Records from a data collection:
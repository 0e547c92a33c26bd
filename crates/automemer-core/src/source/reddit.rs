//! Reddit client over the public JSON listing endpoints.
//!
//! # Usage
//!
//! ```rust,no_run
//! use automemer_core::source::{ContentSource, RedditClient};
//!
//! #[tokio::main]
//! async fn main() -> automemer_core::Result<()> {
//!     let reddit = RedditClient::new("automemer/0.1 (by /u/AutoMemer)")?;
//!     let posts = reddit.fetch_hot("me_irl", 25).await?;
//!     println!("{} posts", posts.len());
//!     Ok(())
//! }
//! ```

use super::ContentSource;
use crate::error::{Error, Result};
use crate::types::SourcePost;
use async_trait::async_trait;
use chrono::{DateTime, Utc};
use serde::Deserialize;
use serde::de::DeserializeOwned;
use tracing::debug;

/// Default Reddit origin
pub const DEFAULT_BASE_URL: &str = "https://www.reddit.com";

/// HTTP client for Reddit
#[derive(Clone)]
pub struct RedditClient {
    base_url: String,
    client: reqwest::Client,
}

#[derive(Debug, Deserialize)]
struct Listing {
    data: ListingData,
}

#[derive(Debug, Deserialize)]
struct ListingData {
    children: Vec<Thing<RawPost>>,
}

#[derive(Debug, Deserialize)]
struct Thing<T> {
    data: T,
}

#[derive(Debug, Deserialize)]
struct RawPost {
    id: String,
    subreddit: String,
    title: String,
    #[serde(default)]
    url: String,
    #[serde(default)]
    over_18: bool,
    #[serde(default)]
    ups: i64,
    #[serde(default)]
    upvote_ratio: f64,
    #[serde(default)]
    author: Option<String>,
    created_utc: f64,
}

#[derive(Debug, Deserialize)]
struct AboutSub {
    #[serde(default)]
    over18: bool,
}

impl RawPost {
    fn into_post(self) -> SourcePost {
        let created_utc =
            DateTime::<Utc>::from_timestamp(self.created_utc as i64, 0).unwrap_or_default();
        SourcePost {
            permalink: format!("https://redd.it/{}", self.id),
            author: self.author.unwrap_or_else(|| "[deleted]".to_string()),
            id: self.id,
            sub: self.subreddit,
            title: self.title,
            url: self.url,
            over_18: self.over_18,
            ups: self.ups,
            upvote_ratio: self.upvote_ratio,
            created_utc,
        }
    }
}

impl RedditClient {
    /// Create a client against reddit.com
    pub fn new(user_agent: &str) -> Result<Self> {
        Self::with_base_url(DEFAULT_BASE_URL, user_agent)
    }

    /// Create a client against a custom origin
    pub fn with_base_url(base_url: &str, user_agent: &str) -> Result<Self> {
        let client = reqwest::Client::builder()
            .user_agent(user_agent)
            .build()
            .map_err(|e| Error::source(format!("Failed to create HTTP client: {}", e)))?;

        Ok(Self {
            base_url: base_url.trim_end_matches('/').to_string(),
            client,
        })
    }

    async fn get<T: DeserializeOwned>(&self, path: &str, what: &str) -> Result<T> {
        let url = format!("{}{}", self.base_url, path);
        debug!(%url, "GET");

        let response = self
            .client
            .get(&url)
            .send()
            .await
            .map_err(|e| Error::source(format!("request for {} failed: {}", what, e)))?;

        match response.status() {
            reqwest::StatusCode::FORBIDDEN => return Err(Error::Forbidden(what.to_string())),
            reqwest::StatusCode::NOT_FOUND => return Err(Error::NotFound(what.to_string())),
            status if !status.is_success() => {
                return Err(Error::source(format!("{} returned HTTP {}", what, status)));
            }
            _ => {}
        }

        response
            .json::<T>()
            .await
            .map_err(|e| Error::source(format!("invalid response for {}: {}", what, e)))
    }
}

#[async_trait]
impl ContentSource for RedditClient {
    async fn fetch_hot(&self, sub: &str, limit: u32) -> Result<Vec<SourcePost>> {
        let listing: Listing = self
            .get(&format!("/r/{}/hot.json?limit={}&raw_json=1", sub, limit), sub)
            .await?;
        Ok(listing
            .data
            .children
            .into_iter()
            .take(limit as usize)
            .map(|thing| thing.data.into_post())
            .collect())
    }

    async fn is_adult(&self, sub: &str) -> Result<bool> {
        let about: Thing<AboutSub> = self.get(&format!("/r/{}/about.json", sub), sub).await?;
        Ok(about.data.over18)
    }

    async fn fetch_by_id(&self, id: &str) -> Result<SourcePost> {
        let listing: Listing = self
            .get(&format!("/by_id/t3_{}.json?raw_json=1", id), id)
            .await?;
        listing
            .data
            .children
            .into_iter()
            .next()
            .map(|thing| thing.data.into_post())
            .ok_or_else(|| Error::NotFound(format!("post {}", id)))
    }
}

▸ **Exercise details**: Find the lines in the entries above where "struct" occurs, and copy each of them.

▸ **Task response**:
pub struct RedditClient {
struct Listing {
struct ListingData {
struct Thing<T> {
struct RawPost {
struct AboutSub {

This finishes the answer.